I hope someone takes both dogs so they can stay together!


----------



## njb (Oct 5, 2006)

1000 bunnies? OMG won't be long till it is 3000. 

Hey at least in theory you can eat bunnies...and don't go there about dogs. 

Brandy's Mom--if you know these folks tell them to get the dogs on Dogster--put adoptable in the name so they get lots of hits.


----------



## Brandy's Mom (Oct 5, 2005)

I'll mention it to them, thanks!


----------



## RickGibbs (Dec 16, 2005)

They sure are beautiful dogs.... I've already been informed that I can't even think about helping.... :lol:

I hope they can have as happy an ending as Cosmo is getting, though.


----------



## ontariogolden (Oct 24, 2006)

I so wish some of these dogs were closer to me. I would adopt a young golden in a heart beat, but all of the rescues around here have very few goldens.


----------



## Katiesmommy (Sep 10, 2006)

Using Dogster is a GREAT idea and it will be helpful and also lots of responses...goood luck!!!


----------



## njb (Oct 5, 2006)

Woody has had like 800 views...Julie....150. 
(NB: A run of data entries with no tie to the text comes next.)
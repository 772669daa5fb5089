//! Codec module - serialization helpers for method arguments.
//!
//! Task arguments are opaque bytes on the wire. Handlers registered with
//! [`HandlerRegistry::register_typed`](crate::handler::HandlerRegistry::register_typed)
//! decode them with [`MsgPackCodec`] and encode their result the same way.

mod msgpack;

pub use msgpack::MsgPackCodec;
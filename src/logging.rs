//! Structured logging setup.
//!
//! `RUST_LOG` takes precedence over the configured level when set, e.g.
//! `RUST_LOG=armonik_worker=debug`.

use std::fmt;
use std::str::FromStr;

use tracing_subscriber::{fmt as fmt_layer, layer::SubscriberExt, util::SubscriberInitExt, EnvFilter};

use crate::error::{Result, WorkerError};

/// Log output format.
#[derive(Debug, Clone, Copy, PartialEq, Eq, Default)]
pub enum LogFormat {
    /// Human-readable lines (for development).
    Text,
    /// JSON lines, one event per line (for production).
    #[default]
    Json,
}

impl FromStr for LogFormat {
    type Err = WorkerError;

    fn from_str(s: &str) -> Result<Self> {
        match s.trim().to_ascii_lowercase().as_str() {
            "text" | "plain" | "pretty" => Ok(LogFormat::Text),
            "json" => Ok(LogFormat::Json),
            other => Err(WorkerError::Config(format!(
                "unknown log format '{}', expected text or json",
                other
            ))),
        }
    }
}

impl fmt::Display for LogFormat {
    fn fmt(&self, f: &mut fmt::Formatter<'_>) -> fmt::Result {
        match self {
            LogFormat::Text => f.write_str("text"),
            LogFormat::Json => f.write_str("json"),
        }
    }
}

/// Logging settings.
#[derive(Debug, Clone, PartialEq, Eq)]
pub struct LogConfig {
    /// Filter directive used when `RUST_LOG` is unset (`info`, `warn`, `armonik_worker=debug`...).
    pub level: String,
    /// Output format.
    pub format: LogFormat,
}

impl Default for LogConfig {
    fn default() -> Self {
        Self {
            level: "info".to_string(),
            format: LogFormat::default(),
        }
    }
}

impl LogConfig {
    /// Build the filter: `RUST_LOG` if present, the configured level otherwise.
    pub fn env_filter(&self) -> Result<EnvFilter> {
        match EnvFilter::try_from_default_env() {
            Ok(filter) => Ok(filter),
            Err(_) => EnvFilter::try_new(&self.level).map_err(|e| {
                WorkerError::Config(format!("invalid log level '{}': {}", self.level, e))
            }),
        }
    }
}

/// Install the global tracing subscriber.
///
/// # Errors
///
/// `Config` if the level is not a valid filter directive or a global
/// subscriber is already installed.
pub fn init(config: &LogConfig) -> Result<()> {
    let filter = config.env_filter()?;
    let registry = tracing_subscriber::registry().with(filter);

    let installed = match config.format {
        LogFormat::Json => registry.with(fmt_layer::layer().json()).try_init(),
        LogFormat::Text => registry.with(fmt_layer::layer().with_target(false)).try_init(),
    };

    installed.map_err(|e| WorkerError::Config(format!("cannot install log subscriber: {}", e)))
}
Just make sure you put adoptable in the name. In fact if they are ambitious they can put all their dogs on there--will all be linked. 

It is free--can't hurt.


----------



## Princess Bella (Oct 17, 2006)

*Happy Ending To This Story!!!*

Adoption Day 12/2/06










Sugar and Cream with their new Golden Brother, Stormy, and her new Mom & Dad

I actually got to meet the sisters, I loved them!!! I am so happy for them!!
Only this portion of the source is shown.